» Exercise directions
Note each line of the entries that includes "cases". Then copy those lines.

» Records
use super::mapping::{MappingContext, map_element};
use crate::editor::Element;
use crate::wire::{ElementWire, FORM_NAME, FormWire};
use itertools::{Either, Itertools};

/// A compiled element together with the grouping facts about its source.
#[derive(Debug, Clone, PartialEq)]
pub struct MappedElement {
    pub wire: ElementWire,
    pub form_class: bool,
    pub footer: bool,
}

impl MappedElement {
    pub fn map(element: &Element, ctx: &MappingContext<'_>) -> Self {
        Self {
            wire: map_element(element, ctx),
            form_class: element.is_form_class(),
            footer: matches!(element, Element::Footer(_)),
        }
    }
}

/// Splits a screen's mapped children into plain children followed by one form
/// container. Each group keeps its input order; footers always close the form.
pub fn group_children(mapped: Vec<MappedElement>) -> Vec<ElementWire> {
    let (form, mut children): (Vec<MappedElement>, Vec<ElementWire>) =
        mapped.into_iter().partition_map(|m| {
            if m.form_class {
                Either::Left(m)
            } else {
                Either::Right(m.wire)
            }
        });

    if !form.is_empty() {
        let (footers, fields): (Vec<ElementWire>, Vec<ElementWire>) =
            form.into_iter().partition_map(|m| {
                if m.footer {
                    Either::Left(m.wire)
                } else {
                    Either::Right(m.wire)
                }
            });
        children.push(ElementWire::Form(FormWire {
            name: FORM_NAME.to_string(),
            children: fields.into_iter().chain(footers).collect(),
        }));
    }

    children
}
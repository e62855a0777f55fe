use super::element::Element;
use super::kind::ElementKind;
use super::raw::{EditorSnapshot, RawScreen};
use super::screen::Screen;
use crate::error::CompileError;
use serde_json::Value;

/// A trait for editor formats that can be converted into formflow `Screen`s.
///
/// This is the extension point for hosts whose editor stores screens in its own
/// shape: implement it on the host's document type and hand the result to
/// [`crate::compiler::Compiler::builder`].
///
/// # Example
///
/// ```rust,no_run
/// use formflow::editor::{Element, HeadingText, IntoScreens, Screen};
/// use formflow::error::CompileError;
///
/// struct Page { key: String, headline: String }
/// struct Wizard { pages: Vec<Page> }
///
/// impl IntoScreens for Wizard {
///     fn into_screens(self) -> Result<Vec<Screen>, CompileError> {
///         Ok(self
///             .pages
///             .into_iter()
///             .map(|page| {
///                 let heading = Element::TextHeading(HeadingText {
///                     text: page.headline.clone(),
///                     visible: None,
///                 });
///                 Screen::new(page.key, page.headline, vec![heading])
///             })
///             .collect())
///     }
/// }
/// ```
pub trait IntoScreens {
    /// Consumes the object and converts it into an ordered screen list.
    fn into_screens(self) -> Result<Vec<Screen>, CompileError>;
}

impl IntoScreens for Vec<Screen> {
    fn into_screens(self) -> Result<Vec<Screen>, CompileError> {
        Ok(self)
    }
}

impl IntoScreens for EditorSnapshot {
    fn into_screens(self) -> Result<Vec<Screen>, CompileError> {
        self.into_raw_screens()
            .into_iter()
            .map(convert_screen)
            .collect()
    }
}

/// Parses an editor JSON snapshot into typed screens.
///
/// Every element, including those nested in `If`/`Switch` branches, must carry a known
/// `type` tag; the first unknown one aborts with [`CompileError::UnmappableElementKind`].
pub fn parse_screens(json: &str) -> Result<Vec<Screen>, CompileError> {
    let snapshot: EditorSnapshot =
        serde_json::from_str(json).map_err(|e| CompileError::JsonParseError(e.to_string()))?;
    snapshot.into_screens()
}

fn convert_screen(raw: RawScreen) -> Result<Screen, CompileError> {
    let elements = raw
        .elements
        .into_iter()
        .enumerate()
        .map(|(index, value)| convert_element(&raw.id, index + 1, value))
        .collect::<Result<Vec<_>, _>>()?;

    Ok(Screen {
        id: raw.id,
        title: raw.title,
        elements,
    })
}

fn convert_element(
    screen_id: &str,
    position: usize,
    value: Value,
) -> Result<Element, CompileError> {
    let kind = check_kind(screen_id, position, &value)?;
    serde_json::from_value(value).map_err(|e| CompileError::InvalidElement {
        screen_id: screen_id.to_string(),
        position,
        kind: kind.name().to_string(),
        message: e.to_string(),
    })
}

/// Resolves the `type` tag of an element and, for control elements, of every element
/// in its branches.
fn check_kind(
    screen_id: &str,
    position: usize,
    value: &Value,
) -> Result<ElementKind, CompileError> {
    let tag = value.get("type").and_then(Value::as_str).ok_or_else(|| {
        CompileError::InvalidElement {
            screen_id: screen_id.to_string(),
            position,
            kind: "<untyped>".to_string(),
            message: "element has no string `type` tag".to_string(),
        }
    })?;

    let kind = ElementKind::from_name(tag).ok_or_else(|| CompileError::UnmappableElementKind {
        screen_id: screen_id.to_string(),
        position,
        kind: tag.to_string(),
    })?;

    let nested: Vec<&Value> = match kind {
        ElementKind::If => ["then", "else"]
            .iter()
            .filter_map(|key| value.get(*key).and_then(Value::as_array))
            .flatten()
            .collect(),
        ElementKind::Switch => value
            .get("cases")
            .and_then(Value::as_object)
            .into_iter()
            .flat_map(|cases| cases.values())
            .filter_map(Value::as_array)
            .flatten()
            .collect(),
        _ => Vec::new(),
    };
    for child in nested {
        check_kind(screen_id, position, child)?;
    }

    Ok(kind)
}
use crate::editor::Screen;
use crate::wire::RoutingModel;

/// Builds the document-level navigation map.
///
/// Returns `None` for single-screen (or empty) documents, which carry no routing model.
/// Every screen gets an entry, including screens with no outgoing navigation.
pub fn build_routing_model(screens: &[Screen]) -> Option<RoutingModel> {
    if screens.len() <= 1 {
        return None;
    }

    let model = screens
        .iter()
        .map(|screen| {
            let targets = screen
                .navigation_targets()
                .into_iter()
                .map(str::to_string)
                .collect();
            (screen.id.clone(), targets)
        })
        .collect();
    Some(model)
}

» Written response
            .get("cases")
            .flat_map(|cases| cases.values())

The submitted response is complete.